Imagination without planning becomes scattered and unfocused. Planning without imagination becomes rigid and outdated.

But when you combine them, something powerful happens.

You begin to imagine what your factory, your company, and even the industry itself could look like three years from now. And then you reverse-engineer your decisions to make that future possible.

That’s where real progress happens. Not in reacting to today’s problems, but in building toward tomorrow’s opportunities with intention.

If I had the chance to sit down with my father today, I’d tell him that his words didn’t just stick—they evolved. They’ve taken on new meaning in an industry that’s still trying to figure out what it wants to be when it grows up.

Offsite construction has all the tools it needs to reshape housing. Faster build times. Better quality control. Safer working environments. The ability to scale.

What it struggles with isn’t capability. It’s mindset.

Too many walls. Not enough imagination. Too much focus on tomorrow. Not enough vision for what comes next.

My father never saw a modular factory. He never walked a production line or sat in on a design coordination meeting. But I have no doubt he would have recognized the same patterns he dealt with decades ago.

Because industries change. Technology changes. But the way people think about opportunity, risk, and the future? That stays remarkably consistent.
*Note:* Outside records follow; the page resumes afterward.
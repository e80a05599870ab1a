//! Collaborators shared by every stage of a pipeline.

use std::{fmt, sync::Arc};

use crate::{
    CallerContext, ErrorSet, JsonSerializer, PipelineError, PipelineResult, TelegramConfig,
    TelegramLogger, TelegramRecord, TracingLogger,
};

use super::{Flow, Pipeline};

/// Caller identity plus the logger and serializer a pipeline writes
/// telegrams through.
///
/// A context is the entry point of every chain: [`PipelineContext::start`],
/// [`PipelineContext::of`] and [`PipelineContext::with`] seed a
/// [`Pipeline`] that carries the context through each stage.
///
/// # Examples
///
/// ```
/// use response_pipeline::{PipelineContext, caller_context};
///
/// let doubled = PipelineContext::new(caller_context!("double"))
///     .of(|| 21)
///     .map(|n| n * 2)
///     .apply();
/// assert_eq!(doubled, Some(42));
/// ```
#[derive(Clone)]
pub struct PipelineContext {
    caller: CallerContext,
    logger: Arc<dyn TelegramLogger>,
    serializer: JsonSerializer,
}

impl PipelineContext {
    /// Context logging through [`TracingLogger`] with compact JSON payloads.
    #[must_use]
    pub fn new(caller: CallerContext) -> Self {
        Self {
            caller,
            logger: Arc::new(TracingLogger::default()),
            serializer: JsonSerializer::compact(),
        }
    }

    /// Context whose logger and serializer follow `config`.
    #[must_use]
    pub fn from_config(caller: CallerContext, config: &TelegramConfig) -> Self {
        let serializer = if config.pretty {
            JsonSerializer::pretty()
        } else {
            JsonSerializer::compact()
        };
        Self {
            caller,
            logger: Arc::new(TracingLogger::from_config(config)),
            serializer,
        }
    }

    /// Replace the telegram logger.
    #[must_use]
    pub fn with_logger(mut self, logger: Arc<dyn TelegramLogger>) -> Self {
        self.logger = logger;
        self
    }

    /// Replace the payload serializer.
    #[must_use]
    pub fn with_serializer(mut self, serializer: JsonSerializer) -> Self {
        self.serializer = serializer;
        self
    }

    /// Identity written into every telegram.
    #[must_use]
    pub const fn caller(&self) -> &CallerContext {
        &self.caller
    }

    /// Serializer used for telegram payloads.
    #[must_use]
    pub const fn serializer(&self) -> JsonSerializer {
        self.serializer
    }

    /// Forward a fatal failure to the logger.
    ///
    /// Boundary handlers call this after a chain returned `Err`; the pipeline
    /// itself never recovers from such failures.
    pub fn report(&self, error: &PipelineError) {
        self.logger.record_failure(&self.caller, error);
    }

    /// Begin a chain that has no value yet.
    ///
    /// The returned pipeline carries `()` and is typically followed by
    /// [`Pipeline::execute_service`]. Logging it writes `null`.
    pub fn start(self) -> Pipeline<()> {
        self.with(())
    }

    /// Begin a chain with the value produced by `supplier`.
    ///
    /// The supplier runs immediately.
    pub fn of<R>(self, supplier: impl FnOnce() -> R) -> Pipeline<R> {
        self.with(supplier())
    }

    /// Begin a chain with `input`.
    pub fn with<R>(self, input: R) -> Pipeline<R> {
        Pipeline::from_parts(
            Flow::Continuing {
                value: input,
                errors: None,
            },
            self,
        )
    }

    /// Begin a chain from a supplier whose result may be absent.
    ///
    /// # Errors
    ///
    /// Returns [`PipelineError::NullResult`] when `supplier` yields `None`.
    pub fn try_of<R>(self, supplier: impl FnOnce() -> Option<R>) -> PipelineResult<Pipeline<R>> {
        supplier()
            .map(|value| self.with(value))
            .ok_or(PipelineError::null_result(crate::NullStage::Supplier))
    }

    /// Begin a chain from a value that may be absent.
    ///
    /// # Errors
    ///
    /// Returns [`PipelineError::NullResult`] when `input` is `None`.
    pub fn try_with<R>(self, input: Option<R>) -> PipelineResult<Pipeline<R>> {
        input
            .map(|value| self.with(value))
            .ok_or(PipelineError::null_result(crate::NullStage::Input))
    }

    pub(crate) fn emit(&self, code: Option<&str>, message: Option<&str>, payload: &str) {
        self.logger
            .record(&TelegramRecord::new(code, message, &self.caller, payload));
    }

    pub(crate) fn trace_halt(&self, errors: Option<&ErrorSet>) {
        tracing::debug!(
            caller = %self.caller,
            pending_errors = errors.map_or(0, ErrorSet::len),
            "pipeline halted by validation"
        );
    }
}

impl Default for PipelineContext {
    fn default() -> Self {
        Self::new(CallerContext::anonymous())
    }
}

impl fmt::Debug for PipelineContext {
    fn fmt(&self, f: &mut fmt::Formatter<'_>) -> fmt::Result {
        f.debug_struct("PipelineContext")
            .field("caller", &self.caller)
            .field("logger", &"<telegram logger>")
            .field("serializer", &self.serializer)
            .finish()
    }
}
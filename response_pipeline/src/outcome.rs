//! Results returned by backing operations.

use serde::{Deserialize, Serialize};

use crate::ErrorSet;

/// A value produced by a backing operation together with any business
/// errors it reported.
///
/// Backing operations encode expected failures in the error set and keep
/// returning a value; only unexpected failures should surface as `Err`.
///
/// # Examples
///
/// ```
/// use response_pipeline::{ErrorSet, Outcome};
///
/// let out = Outcome::with_errors("partial", ErrorSet::with_codes("req-1", ["W010"]));
/// assert!(out.has_errors());
/// let (value, errors) = out.into_parts();
/// assert_eq!(value, "partial");
/// assert_eq!(errors.map(|e| e.len()), Some(1));
/// ```
#[derive(Clone, Debug, Eq, PartialEq, Serialize, Deserialize)]
pub struct Outcome<T> {
    value: T,
    errors: Option<ErrorSet>,
}

impl<T> Outcome<T> {
    /// Build an outcome from its parts.
    #[must_use]
    pub const fn new(value: T, errors: Option<ErrorSet>) -> Self {
        Self { value, errors }
    }

    /// Build an outcome that reported no business errors.
    #[must_use]
    pub const fn success(value: T) -> Self {
        Self::new(value, None)
    }

    /// Build an outcome carrying business errors.
    #[must_use]
    pub const fn with_errors(value: T, errors: ErrorSet) -> Self {
        Self::new(value, Some(errors))
    }

    /// Borrow the produced value.
    #[must_use]
    pub const fn value(&self) -> &T {
        &self.value
    }

    /// Borrow the reported errors, if any.
    #[must_use]
    pub const fn errors(&self) -> Option<&ErrorSet> {
        self.errors.as_ref()
    }

    /// Returns `true` when the error set exists and holds at least one code.
    #[must_use]
    pub fn has_errors(&self) -> bool {
        self.errors.as_ref().is_some_and(|e| !e.is_empty())
    }

    /// Split the outcome into its value and optional error set.
    #[must_use]
    pub fn into_parts(self) -> (T, Option<ErrorSet>) {
        (self.value, self.errors)
    }

    /// Transform the value while keeping the error set.
    #[must_use]
    pub fn map<R>(self, f: impl FnOnce(T) -> R) -> Outcome<R> {
        Outcome::new(f(self.value), self.errors)
    }
}

impl<T> From<T> for Outcome<T> {
    fn from(value: T) -> Self {
        Self::success(value)
    }
}

#[cfg(test)]
mod tests {
    use super::*;

    #[test]
    fn success_has_no_errors() {
        let out = Outcome::success(3);
        assert_eq!(out.value(), &3);
        assert!(out.errors().is_none());
        assert!(!out.has_errors());
    }

    #[test]
    fn empty_error_set_is_not_an_error() {
        let out = Outcome::with_errors((), ErrorSet::new("req"));
        assert!(out.errors().is_some());
        assert!(!out.has_errors());
    }

    #[test]
    fn map_keeps_errors() {
        let out = Outcome::with_errors(2, ErrorSet::with_codes("r", ["E"])).map(|v| v * 10);
        assert_eq!(out.value(), &20);
        assert_eq!(out.errors().map(ErrorSet::codes), Some(&["E".to_owned()][..]));
    }
}
//! Ordered, append-only business error codes.
//!
//! An [`ErrorSet`] travels next to a pipeline value. Codes are kept in the
//! order they were first reported and are never removed or reordered, so a
//! response can list every problem the backing operations encountered.

use serde::{Deserialize, Serialize};

/// Business error codes plus the identifier correlating them to a request.
///
/// # Examples
///
/// ```
/// use response_pipeline::ErrorSet;
///
/// let mut errors = ErrorSet::new("req-1");
/// errors.push("E001");
/// errors.push("E002");
/// assert_eq!(errors.codes(), ["E001", "E002"]);
/// assert_eq!(errors.id(), "req-1");
/// ```
#[derive(Clone, Debug, Default, Eq, PartialEq, Serialize, Deserialize)]
pub struct ErrorSet {
    codes: Vec<String>,
    id: String,
}

impl ErrorSet {
    /// Create an empty set for the given identifier.
    #[must_use]
    pub fn new(id: impl Into<String>) -> Self {
        Self {
            codes: Vec::new(),
            id: id.into(),
        }
    }

    /// Create a set pre-populated with `codes`, preserving their order.
    ///
    /// # Examples
    ///
    /// ```
    /// use response_pipeline::ErrorSet;
    /// let errors = ErrorSet::with_codes("req-9", ["E1", "E1"]);
    /// assert_eq!(errors.len(), 2);
    /// ```
    #[must_use]
    pub fn with_codes<I, S>(id: impl Into<String>, codes: I) -> Self
    where
        I: IntoIterator<Item = S>,
        S: Into<String>,
    {
        Self {
            codes: codes.into_iter().map(Into::into).collect(),
            id: id.into(),
        }
    }

    /// Append a single code. Duplicates are kept.
    pub fn push(&mut self, code: impl Into<String>) -> &mut Self {
        self.codes.push(code.into());
        self
    }

    /// Append every code yielded by `codes` in iteration order.
    pub fn extend<I, S>(&mut self, codes: I) -> &mut Self
    where
        I: IntoIterator<Item = S>,
        S: Into<String>,
    {
        self.codes.extend(codes.into_iter().map(Into::into));
        self
    }

    /// Codes in first-reported order.
    #[must_use]
    pub fn codes(&self) -> &[String] {
        &self.codes
    }

    /// Identifier correlating the codes to a request.
    #[must_use]
    pub fn id(&self) -> &str {
        &self.id
    }

    /// Number of recorded codes, duplicates included.
    #[must_use]
    pub const fn len(&self) -> usize {
        self.codes.len()
    }

    /// Returns `true` when no code has been recorded.
    #[must_use]
    pub const fn is_empty(&self) -> bool {
        self.codes.is_empty()
    }

    /// Returns `true` when `code` has been recorded at least once.
    #[must_use]
    pub fn contains(&self, code: &str) -> bool {
        self.codes.iter().any(|c| c == code)
    }

    /// Merge two optional sets.
    ///
    /// The operation is total: either side may be absent. Codes from
    /// `incoming` are appended after those of `current`, and the identifier
    /// of `current` is kept when both sets exist.
    ///
    /// # Examples
    ///
    /// ```
    /// use response_pipeline::ErrorSet;
    ///
    /// let first = Some(ErrorSet::with_codes("req-1", ["A"]));
    /// let second = Some(ErrorSet::with_codes("req-2", ["B"]));
    /// let merged = ErrorSet::merge(first, second).unwrap_or_default();
    /// assert_eq!(merged.codes(), ["A", "B"]);
    /// assert_eq!(merged.id(), "req-1");
    ///
    /// assert_eq!(ErrorSet::merge(None, None), None);
    /// ```
    #[must_use]
    pub fn merge(current: Option<Self>, incoming: Option<Self>) -> Option<Self> {
        match (current, incoming) {
            (Some(mut existing), Some(next)) => {
                existing.codes.extend(next.codes);
                Some(existing)
            }
            (existing @ Some(_), None) => existing,
            (None, next) => next,
        }
    }
}

impl<'a> IntoIterator for &'a ErrorSet {
    type Item = &'a String;
    type IntoIter = std::slice::Iter<'a, String>;

    fn into_iter(self) -> Self::IntoIter {
        self.codes.iter()
    }
}

#[cfg(test)]
mod tests {
    use super::*;
    use rstest::rstest;

    fn set(id: &str, codes: &[&str]) -> ErrorSet {
        ErrorSet::with_codes(id, codes.iter().copied())
    }

    #[rstest]
    #[case(None, None, None)]
    #[case(Some(set("a", &["E1"])), None, Some(set("a", &["E1"])))]
    #[case(None, Some(set("b", &["E2"])), Some(set("b", &["E2"])))]
    #[case(Some(set("a", &["E1"])), Some(set("b", &["E2"])), Some(set("a", &["E1", "E2"])))]
    fn merge_is_total(
        #[case] current: Option<ErrorSet>,
        #[case] incoming: Option<ErrorSet>,
        #[case] expected: Option<ErrorSet>,
    ) {
        assert_eq!(ErrorSet::merge(current, incoming), expected);
    }

    #[test]
    fn merge_keeps_duplicates_in_order() {
        let merged = ErrorSet::merge(Some(set("r", &["X", "Y"])), Some(set("r", &["X"])));
        assert_eq!(merged.map(|e| e.codes().to_vec()), Some(vec![
            "X".to_owned(),
            "Y".to_owned(),
            "X".to_owned()
        ]));
    }

    #[test]
    fn push_and_extend_append() {
        let mut errors = ErrorSet::new("req");
        errors.push("A").extend(["B", "C"]);
        assert_eq!(errors.codes(), ["A", "B", "C"]);
        assert!(errors.contains("B"));
        assert!(!errors.contains("D"));
        assert_eq!((&errors).into_iter().count(), 3);
    }

    #[test]
    fn serializes_codes_and_id() -> serde_json::Result<()> {
        let json = serde_json::to_value(set("req-1", &["E1"]))?;
        assert_eq!(json, serde_json::json!({ "codes": ["E1"], "id": "req-1" }));
        Ok(())
    }
}
//! Trait-based conversions between external error types and `PipelineError`.

use figment::Error as FigmentError;

use super::PipelineError;

/// JSON encoding failures only arise while rendering telegram payloads.
impl From<serde_json::Error> for PipelineError {
    fn from(e: serde_json::Error) -> Self {
        Self::serialization(e)
    }
}

impl From<FigmentError> for PipelineError {
    fn from(e: FigmentError) -> Self {
        Self::config(e)
    }
}
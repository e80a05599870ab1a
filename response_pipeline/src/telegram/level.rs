//! Severity at which telegrams are emitted.

use std::fmt;

use serde::{Deserialize, Serialize};

/// Level used for telegram records.
///
/// Each level has a fixed-width prefix so aligned log output stays readable.
#[derive(Clone, Copy, Debug, Default, Eq, PartialEq, Serialize, Deserialize)]
#[serde(rename_all = "lowercase")]
#[non_exhaustive]
pub enum TelegramLevel {
    /// Error level.
    Error,
    /// Warning level.
    Warn,
    /// Informational level.
    Info,
    /// Trace level, the default for telegrams.
    #[default]
    Trace,
}

impl TelegramLevel {
    /// Five-character prefix written ahead of the record.
    ///
    /// ```
    /// use response_pipeline::TelegramLevel;
    /// assert_eq!(TelegramLevel::Warn.prefix(), "WARN ");
    /// assert_eq!(TelegramLevel::Trace.prefix().len(), 5);
    /// ```
    #[must_use]
    pub const fn prefix(self) -> &'static str {
        match self {
            Self::Error => "ERROR",
            Self::Warn => "WARN ",
            Self::Info => "INFO ",
            Self::Trace => "     ",
        }
    }

    /// Matching [`tracing::Level`].
    #[must_use]
    pub const fn as_tracing(self) -> tracing::Level {
        match self {
            Self::Error => tracing::Level::ERROR,
            Self::Warn => tracing::Level::WARN,
            Self::Info => tracing::Level::INFO,
            Self::Trace => tracing::Level::TRACE,
        }
    }
}

impl fmt::Display for TelegramLevel {
    fn fmt(&self, f: &mut fmt::Formatter<'_>) -> fmt::Result {
        let name = match self {
            Self::Error => "ERROR",
            Self::Warn => "WARN",
            Self::Info => "INFO",
            Self::Trace => "TRACE",
        };
        f.write_str(name)
    }
}
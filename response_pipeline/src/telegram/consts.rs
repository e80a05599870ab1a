//! Fixed strings written around telegram and handled-error output.

/// Opening banner of a telegram record.
pub const TELEGRAM_START: &str = "/_/_/_/_/_/_/_/_ Telegram Start /_/_/_/_/_/_/_/_";

/// Closing banner of a telegram record.
pub const TELEGRAM_END: &str = "/_/_/_/_/_/_/_/_ Telegram End /_/_/_/_/_/_/_/_";

/// Opening banner of a handled-error record.
pub const EXCEPTION_START: &str = "/_/_/_/_/_/_/_/_ Handled Exception Start /_/_/_/_/_/_/_/_";

/// Closing banner of a handled-error record.
pub const EXCEPTION_END: &str = "/_/_/_/_/_/_/_/_ Handled Exception End /_/_/_/_/_/_/_/_";

pub(crate) const NEWLINE: &str = "\n";
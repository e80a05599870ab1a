//! Small predicates shared by request handlers.

use std::sync::LazyLock;

use regex::Regex;

/// Word characters are ASCII-only, so non-ASCII hosts and paths are rejected.
static URI_PATTERN: LazyLock<Option<Regex>> = LazyLock::new(|| {
    Regex::new(r"^(http|https)://([A-Za-z0-9_-]+\.)+[A-Za-z0-9_-]+(/[A-Za-z0-9_\-./?%&=]*)?$")
        .ok()
});

/// Returns `true` for `None` or an empty string.
///
/// ```
/// use response_pipeline::util::is_null_or_empty;
/// assert!(is_null_or_empty(None));
/// assert!(is_null_or_empty(Some("")));
/// assert!(!is_null_or_empty(Some(" ")));
/// ```
#[must_use]
pub fn is_null_or_empty(input: Option<&str>) -> bool {
    input.is_none_or(str::is_empty)
}

/// Returns `true` for `None` or a string made only of whitespace.
#[must_use]
pub fn is_null_or_blank(input: Option<&str>) -> bool {
    input.is_none_or(|s| s.trim().is_empty())
}

/// Replace `None` with the empty string.
#[must_use]
pub fn convert_null_to_empty(input: Option<&str>) -> &str {
    input.unwrap_or_default()
}

/// Returns `true` when `subject` is an absolute `http` or `https` URL.
///
/// ```
/// use response_pipeline::util::is_uri;
/// assert!(is_uri("https://example.com/api/v1?q=1"));
/// assert!(!is_uri("ftp://example.com"));
/// ```
#[must_use]
pub fn is_uri(subject: &str) -> bool {
    URI_PATTERN
        .as_ref()
        .is_some_and(|pattern| pattern.is_match(subject))
}

/// Iterate over `items`, yielding nothing when the list is absent.
pub fn iter_or_empty<T>(items: Option<&[T]>) -> std::slice::Iter<'_, T> {
    items.unwrap_or_default().iter()
}

#[cfg(test)]
mod tests {
    use super::*;
    use rstest::rstest;

    #[rstest]
    #[case(None, true)]
    #[case(Some(""), true)]
    #[case(Some("   "), true)]
    #[case(Some("test method"), false)]
    fn blank_detection(#[case] input: Option<&str>, #[case] expected: bool) {
        assert_eq!(is_null_or_blank(input), expected);
    }

    #[rstest]
    #[case(None, "")]
    #[case(Some(""), "")]
    #[case(Some("kept"), "kept")]
    fn null_becomes_empty(#[case] input: Option<&str>, #[case] expected: &str) {
        assert_eq!(convert_null_to_empty(input), expected);
    }

    #[rstest]
    #[case("http://example.com", true)]
    #[case("https://api.example.co.jp/v1/users?id=3&x=%20", true)]
    #[case("https://localhost", false)]
    #[case("example.com", false)]
    #[case("https://exa mple.com", false)]
    #[case("https://例え.jp", false)]
    #[case("https://example.com/パス", false)]
    #[case("https://ünicode.example.com", false)]
    fn uri_detection(#[case] subject: &str, #[case] expected: bool) {
        assert_eq!(is_uri(subject), expected);
    }

    #[test]
    fn uri_pattern_compiles() {
        assert!(URI_PATTERN.is_some());
    }

    #[test]
    fn absent_list_iterates_nothing() {
        assert_eq!(iter_or_empty::<u8>(None).count(), 0);
        assert_eq!(iter_or_empty(Some(&[1, 2][..])).copied().sum::<i32>(), 3);
    }
}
The factories and leaders who will define the next chapter of offsite construction won’t be the ones waiting for the market to tell them what to do next. They’ll be the ones willing to tear down the invisible walls they’ve built around their own thinking and commit to a vision that stretches beyond the next project or production cycle. If you’re only planning for what’s coming through your doors today, you’re already falling behind someone who’s quietly building what their business will look like three years from now.